Given information =

impl Factor {

    /// Create a new `Factor`
    ///
    /// # Errors
    /// * `SedRiskError::DimensionMismatch` if the table shape does not match the cardinalities of
    ///   the scope, or a `Variable` appears twice in the scope
    /// * `SedRiskError::InvalidValue` if the table holds a negative or non-finite value
    pub fn new(scope: Vec<Variable>, table: Table) -> Result<Self> {
        let shape: Vec<usize> = scope.iter().map(Variable::cardinality).collect();
        if shape.as_slice() != table.shape() {
            return Err(SedRiskError::DimensionMismatch(format!(
                "scope ({}) has shape {:?} but the table has shape {:?}",
                scope.iter().join(", "), shape, table.shape()
            )));
        }

        if let Some(dup) = scope.iter().map(Variable::name).duplicates().next() {
            return Err(SedRiskError::DimensionMismatch(format!(
                "variable `{}` appears more than once in the scope", dup
            )));
        }

        if let Some(bad) = table.iter().find(|v| !v.is_finite() || **v < 0.0) {
            return Err(SedRiskError::InvalidValue(format!(
                "factor over ({}) contains {}", scope.iter().join(", "), bad
            )));
        }

        Ok(Factor { scope, table })
    }


    /// Create a new `Factor` from values in row-major order (the last `Variable` of the scope
    /// varies fastest).
    pub fn from_vec(scope: Vec<Variable>, values: Vec<f64>) -> Result<Self> {
        let shape: Vec<usize> = scope.iter().map(Variable::cardinality).collect();
        let expected = table_size(&shape)?;
        if values.len() != expected {
            return Err(SedRiskError::DimensionMismatch(format!(
                "scope ({}) needs {} values, got {}",
                scope.iter().join(", "), expected, values.len()
            )));
        }

        let table = Table::from_shape_vec(IxDyn(&shape), values)
            .map_err(|e| SedRiskError::DimensionMismatch(e.to_string()))?;

        Factor::new(scope, table)
    }


    /// Get the identity factor: the scalar 1 over the empty scope
    pub fn identity() -> Self {
        Factor {
            scope: vec![],
            table: Table::from_elem(IxDyn(&[]), 1.0),
        }
    }


    /// Check if the `Factor` is the identity `Factor`
    pub fn is_identity(&self) -> bool {
        self.scope.is_empty() && self.table.iter().all(|&v| v == 1.0)
    }


    /// Retrieve the scope of the `Factor`.
    pub fn scope(&self) -> &[Variable] {
        &self.scope
    }


    /// Retrieve the table of the `Factor`.
    pub fn table(&self) -> &Table {
        &self.table
    }


    /// The number of entries in the table
    pub fn len(&self) -> usize {
        self.table.len()
    }


    /// `true` if the table has no entries
    pub fn is_empty(&self) -> bool {
        self.table.is_empty()
    }


    /// The sum of every entry of the table
    pub fn sum(&self) -> f64 {
        self.table.sum()
    }


    /// The position of the `Variable` named `name` in the scope
    pub fn position(&self, name: &str) -> Option<usize> {
        self.scope.iter().position(|v| v.name() == name)
    }


    /// Check if the `Variable` named `name` is in the scope
    pub fn contains(&self, name: &str) -> bool {
        self.position(name).is_some()
    }


    /// Retrieve the value for a complete assignment over the scope of this `Factor`
    ///
    /// # Args
    /// * `assignment`: a full assignment to the scope of a `Factor`. The assignment's scope may
    ///   be a superset of the `Factor`s scope.
    ///
    /// # Errors
    /// * `SedRiskError::IncompleteAssignment` if a scope `Variable` is unassigned
    /// * `SedRiskError::InvalidState` if an assigned state is out of range
    pub fn value(&self, assignment: &Assignment) -> Result<f64> {
        let mut idx = Vec::with_capacity(self.scope.len());
        for v in self.scope.iter() {
            let state = assignment
                .get(v)
                .ok_or_else(|| SedRiskError::IncompleteAssignment(String::from(v.name())))?;
            v.check_state(state)?;
            idx.push(state);
        }

        Ok(self.table[IxDyn(&idx)])
    }


    /// Product of this `Factor` and another `Factor`.
    ///
    /// Defined in Koller & Friedman Section 4.2.1. The scopes may overlap or be disjoint. The
    /// resulting scope is the scope of `self` followed by the `Variable`s of `other` that are not
    /// already present.
    ///
    /// # Errors
    /// * `SedRiskError::DimensionMismatch` if a shared `Variable` has a different cardinality in
    ///   the two operands
    /// * `SedRiskError::ResourceExceeded` if the resulting table size is not addressable
    pub fn combine(&self, other: &Factor) -> Result<Factor> {
        let mut scope = self.scope.clone();
        for v in other.scope.iter() {
            match self.position(v.name()) {
                Some(i) if self.scope[i].cardinality() != v.cardinality() => {
                    return Err(SedRiskError::DimensionMismatch(format!(
                        "variable `{}` has {} states in one factor and {} in the other",
                        v.name(), self.scope[i].cardinality(), v.cardinality()
                    )));
                },
                Some(_) => (),
                None => scope.push(v.clone()),
            }
        }

        let shape: Vec<usize> = scope.iter().map(Variable::cardinality).collect();
        table_size(&shape)?;
        let shape = IxDyn(&shape);

        // Psi(X, Y, Z) = phi1(X, Y) * phi2(Y, Z), computed by broadcasting both tables over the
        // union scope. See Koller & Friedman Definition 4.2
        let lhs = self.expand(&scope);
        let rhs = other.expand(&scope);
        let lhs = lhs.broadcast(shape.clone()).ok_or_else(|| broadcast_error(&scope))?;
        let rhs = rhs.broadcast(shape).ok_or_else(|| broadcast_error(&scope))?;

        let table = &lhs * &rhs;
        Ok(Factor { scope, table })
    }


    /// Marginalize the `Factor` over the `Variable` named `name`, summing it out.
    ///
    /// Defined in Koller & Friedman 9.3.1
    ///
    /// # Errors
    /// * `SedRiskError::UnknownVariable` if the `Variable` is not in the scope
    pub fn marginalize(&self, name: &str) -> Result<Factor> {
        let idx = self.position(name)
                      .ok_or_else(|| SedRiskError::UnknownVariable(String::from(name)))?;

        let table = self.table.sum_axis(Axis(idx));
        let scope = self.scope.iter()
                              .filter(|v| v.name() != name)
                              .cloned()
                              .collect();

        Ok(Factor { scope, table })
    }


    /// Reduce the `Factor` to the slice where the `Variable` named `name` takes state `state`.
    /// The `Variable` is removed from the scope.
    ///
    /// Defined in Koller & Friedman 4.2.3
    ///
    /// # Errors
    /// * `SedRiskError::UnknownVariable` if the `Variable` is not in the scope
    /// * `SedRiskError::InvalidState` if `state` is out of range
    pub fn reduce(&self, name: &str, state: usize) -> Result<Factor> {
        let idx = self.position(name)
                      .ok_or_else(|| SedRiskError::UnknownVariable(String::from(name)))?;
        self.scope[idx].check_state(state)?;

        let table = self.table.index_axis(Axis(idx), state).to_owned();
        let scope = self.scope.iter()
                              .filter(|v| v.name() != name)
                              .cloned()
                              .collect();

        Ok(Factor { scope, table })
    }


    /// Reduce the `Factor` by every `Variable` of `assignment` that is in the scope. Assigned
    /// `Variable`s outside of the scope are ignored.
    pub fn reduce_assignment(&self, assignment: &Assignment) -> Result<Factor> {
        let mut reduced = self.clone();
        for (name, state) in assignment.iter() {
            if reduced.contains(name) {
                reduced = reduced.reduce(name, state)?;
            }
        }
        Ok(reduced)
    }


    /// Divide every value by the sum of the table, so that the values sum to 1.
    ///
    /// # Errors
    /// * `SedRiskError::DegenerateDistribution` if the values sum to zero
    pub fn normalize(&self) -> Result<Factor> {
        let z = self.sum();
        if !(z > 0.0) || !z.is_finite() {
            return Err(SedRiskError::DegenerateDistribution);
        }

        Ok(Factor {
            scope: self.scope.clone(),
            table: self.table.mapv(|v| v / z),
        })
    }


    /// The same `Factor` with its axes permuted so the scope follows `order`.
    ///
    /// # Errors
    /// * `SedRiskError::DimensionMismatch` unless `order` names exactly the scope
    pub fn aligned(&self, order: &[&str]) -> Result<Factor> {
        if order.len() != self.scope.len() {
            return Err(SedRiskError::DimensionMismatch(format!(
                "cannot align scope ({}) to ({})", self.scope.iter().join(", "), order.join(", ")
            )));
        }

        let mut axes = Vec::with_capacity(order.len());
        for name in order.iter() {
            match self.position(name) {
                Some(i) if !axes.contains(&i) => axes.push(i),
                _ => return Err(SedRiskError::DimensionMismatch(format!(
                    "cannot align scope ({}) to ({})", self.scope.iter().join(", "), order.join(", ")
                ))),
            }
        }

        let scope = axes.iter().map(|&i| self.scope[i].clone()).collect();
        let table = self.table
                        .view()
                        .permuted_axes(IxDyn(&axes))
                        .as_standard_layout()
                        .into_owned();

        Ok(Factor { scope, table })
    }


    /// A view of the table with its axes arranged in the order of `scope` (a superset of this
    /// factor's scope) and a length-1 axis for every `Variable` it does not contain.
    fn expand(&self, scope: &[Variable]) -> ArrayViewD<'_, f64> {
        let target = |v: &Variable| scope.iter().position(|s| s.name() == v.name());

        let mut axes: Vec<usize> = (0..self.scope.len()).collect();
        axes.sort_by_key(|&a| target(&self.scope[a]));

        let mut view = self.table.view().permuted_axes(IxDyn(&axes));
        for (i, v) in scope.iter().enumerate() {
            if !self.contains(v.name()) {
                view = view.insert_axis(Axis(i));
            }
        }
        view
    }
}
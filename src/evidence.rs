//! Typed evidence: observed states for a subset of a model's `Variable`s.
//!
//! `Evidence` is validated against the model when it is built, so unknown variable names and
//! state labels are rejected up front with `InvalidEvidence`.

use crate::model::DirectedModel;
use crate::util::{Result, SedRiskError};
use crate::variable::{Assignment, Variable};

use indexmap::IndexMap;


#[derive(Clone, Debug, Default, PartialEq, Eq)]
pub struct Evidence {
    /// observed state index per variable name, in observation order
    observed: IndexMap<String, usize>,
}

impl Evidence {

    /// No observations
    pub fn empty() -> Self {
        Evidence::default()
    }


    /// Build evidence from `(variable name, state label)` pairs.
    ///
    /// # Errors
    /// * `SedRiskError::InvalidEvidence` if a name or label is unknown to `model`, or a variable
    ///   is observed in two different states
    pub fn from_labels<I, K, V>(model: &DirectedModel, pairs: I) -> Result<Self>
        where I: IntoIterator<Item = (K, V)>,
              K: AsRef<str>,
              V: AsRef<str>
    {
        let mut evidence = Evidence::empty();
        for (name, label) in pairs {
            evidence.observe(model, name.as_ref(), label.as_ref())?;
        }
        Ok(evidence)
    }


    /// Record that `name` was observed in the state labelled `label`.
    pub fn observe(&mut self, model: &DirectedModel, name: &str, label: &str) -> Result<()> {
        let var = lookup(model, name)?;
        let state = var.state_index(label).map_err(|_| SedRiskError::InvalidEvidence(format!(
            "`{}` is not a state of `{}` (expected one of: {})",
            label, name, var.states().join(", ")
        )))?;
        self.insert(var, state)
    }


    /// Record that `name` was observed in state `state`.
    pub fn observe_index(&mut self, model: &DirectedModel, name: &str, state: usize) -> Result<()> {
        let var = lookup(model, name)?;
        var.check_state(state).map_err(|_| SedRiskError::InvalidEvidence(format!(
            "`{}` has {} states, got state index {}", name, var.cardinality(), state
        )))?;
        self.insert(var, state)
    }


    /// Builder-style `observe`
    pub fn with(mut self, model: &DirectedModel, name: &str, label: &str) -> Result<Self> {
        self.observe(model, name, label)?;
        Ok(self)
    }


    /// The observed state of `name`, if any
    pub fn get(&self, name: &str) -> Option<usize> {
        self.observed.get(name).copied()
    }


    pub fn contains(&self, name: &str) -> bool {
        self.observed.contains_key(name)
    }


    pub fn len(&self) -> usize {
        self.observed.len()
    }


    pub fn is_empty(&self) -> bool {
        self.observed.is_empty()
    }


    /// Iterate over `(name, state)` pairs in observation order
    pub fn iter(&self) -> impl Iterator<Item = (&str, usize)> {
        self.observed.iter().map(|(k, &v)| (k.as_str(), v))
    }


    /// Check that every observation is valid for `model`. Evidence is validated when built; this
    /// guards against evidence built for a different model.
    pub fn check_against(&self, model: &DirectedModel) -> Result<()> {
        for (name, state) in self.iter() {
            let var = lookup(model, name)?;
            if var.check_state(state).is_err() {
                return Err(SedRiskError::InvalidEvidence(format!(
                    "state index {} is out of range for `{}`", state, name
                )));
            }
        }
        Ok(())
    }


    /// The observations as an `Assignment`
    pub fn to_assignment(&self, model: &DirectedModel) -> Result<Assignment> {
        let mut assignment = Assignment::new();
        for (name, state) in self.iter() {
            assignment.set(lookup(model, name)?, state);
        }
        Ok(assignment)
    }


    fn insert(&mut self, var: &Variable, state: usize) -> Result<()> {
        match self.observed.get(var.name()) {
            Some(&previous) if previous != state => Err(SedRiskError::InvalidEvidence(format!(
                "`{}` is observed as both `{}` and `{}`",
                var.name(),
                var.state(previous).unwrap_or("?"),
                var.state(state).unwrap_or("?")
            ))),
            _ => {
                self.observed.insert(String::from(var.name()), state);
                Ok(())
            }
        }
    }
}


fn lookup<'m>(model: &'m DirectedModel, name: &str) -> Result<&'m Variable> {
    model.variable(name).ok_or_else(|| {
        SedRiskError::InvalidEvidence(format!("the model has no variable `{}`", name))
    })
}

Your goal = Please transcribe the material line by line, exactly, from its opening line through the line that contains "if values.len() != expected".

Solution to this task =
impl Factor {

    /// Create a new `Factor`
    ///
    /// # Errors
    /// * `SedRiskError::DimensionMismatch` if the table shape does not match the cardinalities of
    ///   the scope, or a `Variable` appears twice in the scope
    /// * `SedRiskError::InvalidValue` if the table holds a negative or non-finite value
    pub fn new(scope: Vec<Variable>, table: Table) -> Result<Self> {
        let shape: Vec<usize> = scope.iter().map(Variable::cardinality).collect();
        if shape.as_slice() != table.shape() {
            return Err(SedRiskError::DimensionMismatch(format!(
                "scope ({}) has shape {:?} but the table has shape {:?}",
                scope.iter().join(", "), shape, table.shape()
            )));
        }

        if let Some(dup) = scope.iter().map(Variable::name).duplicates().next() {
            return Err(SedRiskError::DimensionMismatch(format!(
                "variable `{}` appears more than once in the scope", dup
            )));
        }

        if let Some(bad) = table.iter().find(|v| !v.is_finite() || **v < 0.0) {
            return Err(SedRiskError::InvalidValue(format!(
                "factor over ({}) contains {}", scope.iter().join(", "), bad
            )));
        }

        Ok(Factor { scope, table })
    }


    /// Create a new `Factor` from values in row-major order (the last `Variable` of the scope
    /// varies fastest).
    pub fn from_vec(scope: Vec<Variable>, values: Vec<f64>) -> Result<Self> {
        let shape: Vec<usize> = scope.iter().map(Variable::cardinality).collect();
        let expected = table_size(&shape)?;
        if values.len() != expected {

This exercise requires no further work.